The constitution enjoined the king to give notice of imminent hostilities to the national assembly: and long solicitations were necessary to obtain from the ministry the tardy information of the march of the Prussian troops. The constitution pronounced abdication against the king if he did not, by some formal act, declare his opposition to enterprises undertaken in his name against the nation; and the emigrant princes had opened public loans in the king's name, had hired foreign troops in his name, had levied French regiments in his name, had formed a military household for him out of France; and these facts were known for more than six months before the king, whose public declarations, whose remonstrances with foreign powers might have hindered the success of these measures, had discharged the duties imposed upon him by the constitution.
It was on motives thus powerful that numerous petitions, sent from a great number of the departments, the wish of several sections of Paris, followed by the general expression of the wish of the whole commons, solicited the forfeiture of the king, or the suspension of the royal power, and the national assembly could no longer shrink from the examination of this grand question.

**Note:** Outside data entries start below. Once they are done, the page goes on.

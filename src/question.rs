use crate::dns_class::DNSClass;
use crate::dns_type::DNSType;
use crate::name::DomainName;

#[derive(Debug, Clone, PartialEq, Eq)]
pub struct Question {
    pub domain: DomainName,
    pub qtype: DNSType,
    pub qclass: DNSClass
}

impl Question {
    pub fn new(name: DomainName, qtype: DNSType, qclass: DNSClass) -> Question {
        Question {
            domain: name,
            qtype,
            qclass,
        }
    }

    pub fn is_internet(&self) -> bool {
        self.qclass == DNSClass::IN
    }
}
#[derive(Default, Copy, Clone, Debug, PartialEq, Eq)]
pub enum ResultCode {
    #[default]
    NoError,
    FormErr,
    ServFail,
    NXDomain,
    NotImp,
    Refused,
    Other(u8),
}

impl ResultCode {
    pub fn from(value: u8) -> ResultCode {
        match value & 0x0F {
            0 => ResultCode::NoError,
            1 => ResultCode::FormErr,
            2 => ResultCode::ServFail,
            3 => ResultCode::NXDomain,
            4 => ResultCode::NotImp,
            5 => ResultCode::Refused,
            n => ResultCode::Other(n),
        }
    }

    pub fn to_u8(&self) -> u8 {
        match self {
            ResultCode::NoError => 0,
            ResultCode::FormErr => 1,
            ResultCode::ServFail => 2,
            ResultCode::NXDomain => 3,
            ResultCode::NotImp => 4,
            ResultCode::Refused => 5,
            ResultCode::Other(n) => n & 0x0F,
        }
    }
}
use crate::dns_class::DNSClass;
use crate::dns_type::DNSType;
use crate::error::{ProxyError, Result};
use crate::header::Header;
use crate::name::DomainName;
use crate::packet::Packet;
use crate::pair::BytesPair;
use crate::question::Question;

const MAX_JUMPS: usize = 5;
const MAX_NAME_LEN: usize = 255;

/// Decodes an inbound query. Only the header and question section are read.
pub fn decode_query(buf: &[u8]) -> Result<Packet> {
    PacketParser::new(buf).parse()
}

pub struct PacketParser<'a> {
    buf: &'a [u8],
    offset: usize
}

impl<'a> PacketParser<'a> {
    pub fn new(data: &'a [u8]) -> PacketParser<'a> {
        PacketParser {
            buf: data,
            offset: 0,
        }
    }

    pub fn next(&mut self) -> Result<u8> {
        let res = self.get(self.offset)?;
        self.offset += 1;

        Ok(res)
    }

    pub fn next_u16(&mut self) -> Result<u16> {
        let res = ((self.next()? as u16) << 8) | self.next()? as u16;

        Ok(res)
    }

    pub fn get(&self, n: usize) -> Result<u8> {
        self.buf.get(n).copied().ok_or_else(|| {
            ProxyError::malformed(format!("unexpected end of message at offset {}", n))
        })
    }

    pub fn range(&self, start: usize, len: usize) -> Result<&'a [u8]> {
        self.buf.get(start..start + len).ok_or_else(|| {
            ProxyError::malformed(format!(
                "label of {} bytes at offset {} runs past the end of a {} byte message",
                len, start, self.buf.len()
            ))
        })
    }

    pub fn parse(&mut self) -> Result<Packet> {
        let mut packet = Packet::new();

        packet.header = self.parse_header()?;

        if packet.header.question_count == 0 {
            return Err(ProxyError::malformed("query carries no questions"));
        }

        for _ in 0..packet.header.question_count {
            packet.questions.push(self.parse_question()?);
        }

        Ok(packet)
    }

    pub fn parse_header(&mut self) -> Result<Header> {
        let mut header = Header::new();

        // the header always starts the message
        self.offset = 0;

        header.id = self.next_u16()?;
        header.read_flags(BytesPair::from(self.next_u16()?));
        header.question_count = self.next_u16()?;
        header.answer_count = self.next_u16()?;
        header.authority_count = self.next_u16()?;
        header.additional_count = self.next_u16()?;

        Ok(header)
    }

    pub fn parse_question(&mut self) -> Result<Question> {
        let name = self.parse_domain_name()?;
        let qtype = self.next_u16()?;
        let qclass = self.next_u16()?;

        Ok(Question::new(name, DNSType::from(qtype), DNSClass::from(qclass)))
    }

    /// Reads a possibly compressed name at the current offset and leaves the
    /// offset just past it. Labels are kept as raw octets and the root name
    /// has none.
    pub fn parse_domain_name(&mut self) -> Result<DomainName> {
        let mut labels: Vec<Vec<u8>> = Vec::new();
        let mut wire_len = 1;

        let mut pos = self.offset;
        let mut jumps = 0;
        let mut jumped = false;

        loop {
            let len = self.get(pos)?;

            match len & 0xC0 {
                0xC0 => {
                    if jumps == MAX_JUMPS {
                        return Err(ProxyError::malformed("too many compression pointers in a name"));
                    }

                    let next_byte = self.get(pos + 1)? as usize;
                    if !jumped {
                        self.offset = pos + 2;
                        jumped = true;
                    }

                    pos = ((len as usize & 0x3F) << 8) | next_byte;
                    jumps += 1;
                },
                0x00 => {
                    pos += 1;

                    if len == 0 {
                        break;
                    }

                    let bytes = self.range(pos, len as usize)?;
                    wire_len += len as usize + 1;
                    if wire_len > MAX_NAME_LEN {
                        return Err(ProxyError::malformed("name is longer than 255 octets"));
                    }

                    labels.push(bytes.to_vec());
                    pos += len as usize;
                },
                _ => {
                    return Err(ProxyError::malformed(format!("reserved label type {:#04x}", len & 0xC0)));
                }
            }
        }

        if !jumped {
            self.offset = pos;
        }

        Ok(DomainName::new(labels))
    }
}

#[cfg(test)]
mod test {
    use super::*;
    use crate::writer::PacketWriter;
    use rand::Rng;

    fn query(id: u16, questions: Vec<Question>) -> Packet {
        let mut packet = Packet::new();
        packet.header = Header::new_with_id(id);
        packet.header.recursion_desired = true;
        packet.header.question_count = questions.len() as u16;
        packet.questions = questions;

        packet
    }

    fn header_bytes(question_count: u16) -> Vec<u8> {
        let mut header = Header::new_with_id(0x1234);
        header.question_count = question_count;

        header.write().to_vec()
    }

    #[test]
    fn empty_buffer_is_malformed() {
        let err = decode_query(&[]).unwrap_err();

        assert!(err.is_malformed());
    }

    #[test]
    fn zero_questions_is_malformed() {
        let err = decode_query(&header_bytes(0)).unwrap_err();

        assert!(err.is_malformed());
    }

    #[test]
    fn more_questions_than_bytes_is_malformed() {
        let mut buf = header_bytes(3);
        buf.extend_from_slice(&[3, b'c', b'o', b'm', 0, 0, 1, 0, 1]);

        let err = decode_query(&buf).unwrap_err();
        assert!(err.is_malformed());
    }

    #[test]
    fn label_longer_than_buffer_is_malformed() {
        let mut buf = header_bytes(1);
        buf.extend_from_slice(&[10, b'a', b'b']);

        assert!(decode_query(&buf).unwrap_err().is_malformed());
    }

    #[test]
    fn truncated_class_is_malformed() {
        let mut buf = header_bytes(1);
        buf.extend_from_slice(&[1, b'a', 0, 0, 1, 0]);

        assert!(decode_query(&buf).unwrap_err().is_malformed());
    }

    #[test]
    fn parses_a_single_question() {
        let mut buf = header_bytes(1);
        buf.extend_from_slice(&[7, b'e', b'x', b'a', b'm', b'p', b'l', b'e']);
        buf.extend_from_slice(&[5, b'o', b'n', b'i', b'o', b'n', 0]);
        buf.extend_from_slice(&[0, 28, 0, 1]);

        let packet = decode_query(&buf).unwrap();

        assert_eq!(packet.header.id, 0x1234);
        assert_eq!(packet.questions.len(), 1);
        assert_eq!(packet.questions[0].domain, DomainName::from("example.onion"));
        assert_eq!(packet.questions[0].qtype, DNSType::AAAA);
        assert!(packet.questions[0].is_internet());
    }

    #[test]
    fn follows_compression_pointers() {
        let mut buf = header_bytes(2);
        // first question at offset 12
        buf.extend_from_slice(&[3, b'f', b'o', b'o', 3, b'c', b'o', b'm', 0, 0, 1, 0, 1]);
        // "www" + pointer to "foo.com"
        buf.extend_from_slice(&[3, b'w', b'w', b'w', 0xC0, 12, 0, 1, 0, 1]);

        let packet = decode_query(&buf).unwrap();

        assert_eq!(packet.questions[0].domain, DomainName::from("foo.com"));
        assert_eq!(packet.questions[1].domain, DomainName::from("www.foo.com"));
        assert_eq!(packet.questions[1].qclass, DNSClass::IN);
    }

    #[test]
    fn pointer_loop_is_malformed() {
        let mut buf = header_bytes(1);
        buf.extend_from_slice(&[0xC0, 12, 0, 1, 0, 1]);

        assert!(decode_query(&buf).unwrap_err().is_malformed());
    }

    #[test]
    fn root_name_has_no_labels() {
        let mut buf = header_bytes(1);
        buf.extend_from_slice(&[0, 0, 2, 0, 1]);

        let packet = decode_query(&buf).unwrap();
        assert!(packet.questions[0].domain.labels().is_empty());
        assert_eq!(packet.questions[0].qtype, DNSType::NS);
    }

    #[test]
    fn labels_keep_their_raw_octets() {
        let mut buf = header_bytes(1);
        buf.push(63);
        buf.extend_from_slice(&[0xFF; 63]);
        buf.extend_from_slice(&[3, b'a', b'.', b'b', 0, 0, 1, 0, 1]);

        let packet = decode_query(&buf).unwrap();
        let labels = packet.questions[0].domain.labels();

        assert_eq!(labels.len(), 2);
        assert_eq!(labels[0], vec![0xFF; 63]);
        assert_eq!(labels[1], b"a.b".to_vec());
    }

    #[test]
    fn decode_inverts_the_writer() {
        let mut rng = rand::thread_rng();
        let alphabet = b"abcdefghijklmnopqrstuvwxyz0123456789-.\xC3\xFF";

        for _ in 0..200 {
            let mut questions = Vec::new();

            for _ in 0..rng.gen_range(1..4) {
                let labels: Vec<Vec<u8>> = (0..rng.gen_range(1..5))
                    .map(|_| {
                        (0..rng.gen_range(1..20))
                            .map(|_| alphabet[rng.gen_range(0..alphabet.len())])
                            .collect()
                    })
                    .collect();

                questions.push(Question::new(
                    DomainName::new(labels),
                    DNSType::from(rng.gen_range(1..300)),
                    DNSClass::from(rng.gen_range(1..5)),
                ));
            }

            let packet = query(rng.gen(), questions);
            let buf = PacketWriter::from(packet.clone()).write().unwrap();

            assert_eq!(decode_query(&buf).unwrap(), packet);
        }
    }
}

It was their duty not to decide but after a mature and well-considered examination, after a solemn discussion, after having heard and weighed all opinions. But the patience of the people was exhausted; all at once, they appeared united as one man in the same will; they marched towards the place of the king's residence, and the king came to seek an asylum in the assembly of the representatives of the people, whose seat he knew that the fraternal union of the inhabitants of Paris, with the citizens of the departments, would always render an asylum inviolable and sacred.
National guards had been charged with defending the residence which the king had abandoned, but with them Swiss soldiers were stationed. The people had long seen with painful surprise, Swiss battalions sharing the guard of the king, although the constitution did not allow him to have a foreign guard. It had long been easy to foresee that this direct violation of the law, which by its nature constantly obtruded itself on every eye, would sooner or later occasion great misfortunes. The national assembly had neglected nothing to prevent them. Reports, discussions, motions made by individual members and referred to committees, had apprised the king several months before of the necessity of dismissing from about his person men, whom every where else the French always regarded as friends and brothers, but whom they could not see retained about a constitutional king, in direct contradiction to the constitution, without suspecting that they had become the instruments of the enemies of their liberty.
A decree had ordered their removal: their commander, supported by the ministry, demanded changes in the decree: the national assembly consented to those changes. A part of the soldiers was to remain near Paris, but without doing any duty that might renew disquiets; and it was contrary to the sense of the national assembly, contrary to the law, that on the 10th of August they were employed on a service, from which every motive of humanity and of prudence ought to have kept them away, they received orders to fire on the armed citizens, at the instant when the latter were inviting them to peace—when unequivocal signs of fraternity announced that peace was going to be accepted—at the instant when a deputation of the national assembly was seen advancing in the midst of arms, to spread the words of peace and conciliation, and to prevent carnage. Then nothing could stop the vengeance of the people, who had thus proof of a new act of treachery, at the very moment they were coming to complain of those of which they had long been the victims.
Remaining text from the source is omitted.